Her friend opened the door the rest of the way and rushed forward to offer a hug, squeezing Melody tight for a moment before she stepped back, her dark grey eyes examining Melody from top to bottom. “I can’t believe you’re home.”
“I was going to call you as soon as I got settled. I’m done school, and yes, I’m home for good.”
Allison cheered before brushing a strand of long dark hair behind her ear as she plopped herself down at the kitchen table, looking expectantly at Melody. “Spill. I know we talked a few times, but you really are terrible at keeping in contact. I want to know everything you did while you were gone.”
“Everything?” Melody shook her head. “I don’t know what you think was happening out in Saskatoon, but trust me, girlfriend, it’s not some wild metropolis. I have no stories to burn your ears. You’ve probably had more excitement around here over the past year.”
A rude noise escaped her friend as Allison picked up a magazine from the table and thumbed through it nonchalantly. “Rocky? Nothing exciting happens around here.” She glanced at Melody, her eyes shining. “Well, maybe that’s not true. We have some excitement, but it’s also just… You know, Rocky. We don’t want anything too out of the usual to happen.”
That was the way Melody wanted it as well. She examined her friend closer, though, suspicions rising as Allison took care to keep her expression innocent.
“What are you not telling me?” Melody demanded.
The glow on Allison’s face only got brighter. “I do have a bit of news. I was saving it to tell you in person—”
Melody waited, although she already had made a guess from the way Allison could barely keep still.
“I’m pregnant,” her friend announced with a burst of delight.
A suitably excited noise escaped Melody’s lips as she leaned forward to envelop Allison in another bear hug. “That is exciting. I’m so glad to hear it.”
Allison sat back in her chair, beaming brightly. “I’m four months along. I didn’t want to tell anyone earlier because I had a miscarriage back in the winter, so it’s scary and exciting at the same time.”
“I’m sure you’ll be fine this time,” Melody assured her.

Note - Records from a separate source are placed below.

use std::env;
use std::error::Error;
use std::path::PathBuf;

use anyhow::bail;
use chrono::Utc;
use clap::Parser;
use serde::Serialize;
use stanza::renderer::console::Console;
use stanza::renderer::Renderer;
use tracing::{debug, info};

use fulltime::display::{Decimal, Percent, Signed};
use fulltime::file::{ReadJsonFile, WriteJsonFile};
use fulltime::kelly::Stake;
use fulltime::price::{MarketPrice, MIN_DECIMAL};
use fulltime_soccer::advice::HEADLINE_LINE;
use fulltime_soccer::config::Config;
use fulltime_soccer::data::DataSet;
use fulltime_soccer::domain::{OutcomeType, Side};
use fulltime_soccer::model::{MatchInput, Prediction, Predictor};
use fulltime_soccer::print;

#[derive(Debug, clap::Parser, Clone)]
struct Args {
    /// file to source the league data from
    #[clap(short = 'f', long)]
    file: PathBuf,

    /// league code, e.g., esp.1
    #[clap(short = 'l', long)]
    league: Option<String>,

    /// home team
    #[clap(long)]
    home: Option<String>,

    /// away team
    #[clap(long)]
    away: Option<String>,

    /// JSON file with engine parameters
    #[clap(long)]
    config: Option<PathBuf>,

    /// multiplier applied to the host's expected goals
    #[clap(long = "home-advantage")]
    home_advantage: Option<f64>,

    /// highest number of goals per side in the score grid
    #[clap(long = "max-goals")]
    max_goals: Option<u8>,

    /// bankroll to size stakes against
    #[clap(long)]
    bankroll: Option<f64>,

    /// fractional-Kelly multiplier
    #[clap(long)]
    kelly: Option<f64>,

    /// home win price, decimal or American
    #[clap(long = "price-home", allow_hyphen_values = true)]
    price_home: Option<String>,

    /// draw price, decimal or American
    #[clap(long = "price-draw", allow_hyphen_values = true)]
    price_draw: Option<String>,

    /// away win price, decimal or American
    #[clap(long = "price-away", allow_hyphen_values = true)]
    price_away: Option<String>,

    /// both-teams-to-score price, decimal or American
    #[clap(long = "price-btts", allow_hyphen_values = true)]
    price_btts: Option<String>,

    /// over 2.5 goals price, decimal or American
    #[clap(long = "price-over", allow_hyphen_values = true)]
    price_over: Option<String>,

    /// list leagues, teams and upcoming fixtures
    #[clap(long)]
    list: bool,

    /// write the prediction to a JSON file
    #[clap(long)]
    export: Option<PathBuf>,
}
impl Args {
    fn validate(&self) -> anyhow::Result<()> {
        if !self.list && (self.league.is_none() || self.home.is_none() || self.away.is_none()) {
            bail!("the -l, --home and --away flags must be specified unless --list is set");
        }
        if let Some(max_goals) = self.max_goals {
            if max_goals == 0 {
                bail!("--max-goals must be positive");
            }
        }
        for (outcome, quote) in self.quotes() {
            if quote.decimal() <= MIN_DECIMAL {
                bail!("invalid price '{quote}' for {outcome:?}: expected a decimal above 1 or an American quote of at least 100");
            }
        }
        Ok(())
    }

    fn quotes(&self) -> Vec<(OutcomeType, &str)> {
        [
            (OutcomeType::Win(Side::Home), &self.price_home),
            (OutcomeType::Draw, &self.price_draw),
            (OutcomeType::Win(Side::Away), &self.price_away),
            (OutcomeType::BothScore, &self.price_btts),
            (OutcomeType::Over(HEADLINE_LINE), &self.price_over),
        ]
        .into_iter()
        .filter_map(|(outcome, quote)| quote.as_deref().map(|quote| (outcome, quote)))
        .collect()
    }

    fn prices(&self) -> Vec<(OutcomeType, f64)> {
        self.quotes()
            .into_iter()
            .map(|(outcome, quote)| (outcome, quote.decimal()))
            .collect()
    }
}

#[derive(Serialize)]
struct Report<'a> {
    generated: String,
    prediction: &'a Prediction,
    stakes: Vec<(OutcomeType, Stake)>,
}

fn main() -> Result<(), Box<dyn Error>> {
    if env::var("RUST_BACKTRACE").is_err() {
        env::set_var("RUST_BACKTRACE", "full")
    }
    if env::var("RUST_LOG").is_err() {
        env::set_var("RUST_LOG", "info")
    }
    tracing_subscriber::fmt::init();

    let args = Args::parse();
    args.validate()?;
    debug!("args: {args:?}");

    let data = DataSet::read_json_file(&args.file)?;
    info!("loaded {} leagues and {} fixtures", data.leagues.len(), data.fixtures.len());

    if args.list {
        info!("Leagues:\n{}", Console::default().render(&print::tabulate_leagues(&data)));
        info!("Fixtures:\n{}", Console::default().render(&print::tabulate_fixtures(&data.fixtures)));
        if args.league.is_none() {
            return Ok(());
        }
    }

    let config = load_config(&args)?;
    let predictor = Predictor::from(config);
    let (Some(league), Some(home), Some(away)) = (&args.league, &args.home, &args.away) else {
        return Ok(());
    };
    let league = data.league(league)?;
    let input = MatchInput::lookup(league, home, away)?;
    let prediction = predictor.predict(&input);

    info!(
        "{} v {}: λ {} / {}, ρ {}, strength difference {}",
        prediction.home,
        prediction.away,
        Decimal(prediction.expected.home),
        Decimal(prediction.expected.away),
        prediction.rho.map(|rho| Decimal(rho).to_string()).unwrap_or_else(|| "-".into()),
        Decimal(prediction.advice.strength_difference)
    );
    info!("Markets:\n{}", Console::default().render(&print::tabulate_markets(&prediction)));
    if !prediction.top_scores.is_empty() {
        info!("Correct scores:\n{}", Console::default().render(&print::tabulate_scores(&prediction.top_scores)));
    }

    let advice = &prediction.advice;
    info!(
        "pick: {} ({}), confidence {}, both score: {}, goals: {}",
        advice.pick,
        Percent(advice.pick_probability),
        advice.confidence,
        advice.both_score,
        advice.goal_profile
    );
    if let Some(over) = &advice.over {
        info!("over {HEADLINE_LINE}.5: {over}");
    }
    let goal_difference = (input.home.goal_difference() - input.away.goal_difference()).round() as i64;
    info!("goal difference margin: {}", Signed(goal_difference));

    let stakes = prediction.stakes(&args.prices(), predictor.config());
    if !stakes.is_empty() {
        info!("Stakes:\n{}", Console::default().render(&print::tabulate_stakes(&stakes)));
    }

    if let Some(path) = &args.export {
        let report = Report {
            generated: Utc::now().to_rfc3339(),
            prediction: &prediction,
            stakes,
        };
        report.write_json_file(path)?;
        info!("exported to {}", path.display());
    }
    Ok(())
}

fn load_config(args: &Args) -> anyhow::Result<Config> {
    let mut config = match &args.config {
        Some(path) => Config::read_json_file(path)?,
        None => Config::default(),
    };
    if let Some(home_advantage) = args.home_advantage {
        config.home_advantage = home_advantage;
    }
    if let Some(max_goals) = args.max_goals {
        config.max_goals = max_goals;
    }
    if let Some(bankroll) = args.bankroll {
        config.bankroll = bankroll;
    }
    if let Some(kelly) = args.kelly {
        config.kelly_multiplier = kelly;
    }
    debug!("config: {config:?}");
    Ok(config)
}

#[cfg(test)]
mod tests {
    use super::*;

    fn parse(args: &[&str]) -> Args {
        let base = ["predict", "-f", "league.json", "-l", "esp.1", "--home", "A", "--away", "B"];
        Args::try_parse_from(base.iter().chain(args).copied()).unwrap()
    }

    #[test]
    fn accepts_decimal_and_american_prices() {
        let args = parse(&["--price-home", "2.10", "--price-away", "-120", "--price-btts", "+150"]);
        args.validate().unwrap();
        let prices = args.prices();
        assert_eq!(3, prices.len());
        assert_eq!((OutcomeType::Win(Side::Home), 2.1), prices[0]);
        assert_eq!(OutcomeType::Win(Side::Away), prices[1].0);
        assert_eq!((OutcomeType::BothScore, 2.5), prices[2]);
    }

    #[test]
    fn rejects_prices_without_a_payout() {
        for quote in ["evens", "1", "0.8", "-1.5", "+50"] {
            let args = parse(&["--price-home", quote]);
            assert!(args.validate().is_err(), "quote '{quote}' should be rejected");
        }
    }

    #[test]
    fn requires_a_fixture_unless_listing() {
        let args = Args::try_parse_from(["predict", "-f", "league.json"]).unwrap();
        assert!(args.validate().is_err());
        let args = Args::try_parse_from(["predict", "-f", "league.json", "--list"]).unwrap();
        args.validate().unwrap();
    }
}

“I hope so.” She pulled an awful face. “If the old wife’s tale about morning sickness is anything to go by, this kid is going to be extremely healthy.”
“You’ve got it bad?”
Allison groaned. “Forget morning sickness, mine lasts most of the day, and by supper time when it finally goes away, I’m so hungry I eat nonstop between five and bed. I need to stop that soon or I’ll end up with heartburn and no sleep.”
“I’m sorry you’re not feeling well, but I’ve heard every pregnancy is different.”
“Exactly. Nothing’s wrong, I’m just one of the lucky ones who gets sick for longer than usual.” She flicked up two thumbs. “Go me.”
Melody smiled as she leaned her elbows on the table and changed the topic. “Things are good with you and Gabe?”
Her friend didn’t say a word. The sheer joy on her face was more than enough answer.
Melody waited for a flash of jealousy to strike. Across from her was a close friend who had so many things society said a woman had to have to be fulfilled—a partner, a family on the way. Melody didn’t have those things and yet…
Nothing. No envy. Just pure happiness for her friend, and the realization only made things sweeter. Melody laid a hand on top of Allison’s and squeezed. “I’m glad everything is working out well for you.”
“It’s better than I’d ever dreamed possible. I thought taking off and getting my training was exciting, and I enjoyed my time living in Red Deer, but this?” Allison paused. “It’s like I’ve found my way home.”
“That’s right. You moved away for a while.”
Allison’s expression softened as she stared into space. “I had left for good, I thought. Came back for my mom, and ended up setting down roots. Now I can’t imagine living anywhere else.”
Melody wondered if she’d ever come to the same conclusion. “I can live anywhere, you know. There’s no family holding me back.”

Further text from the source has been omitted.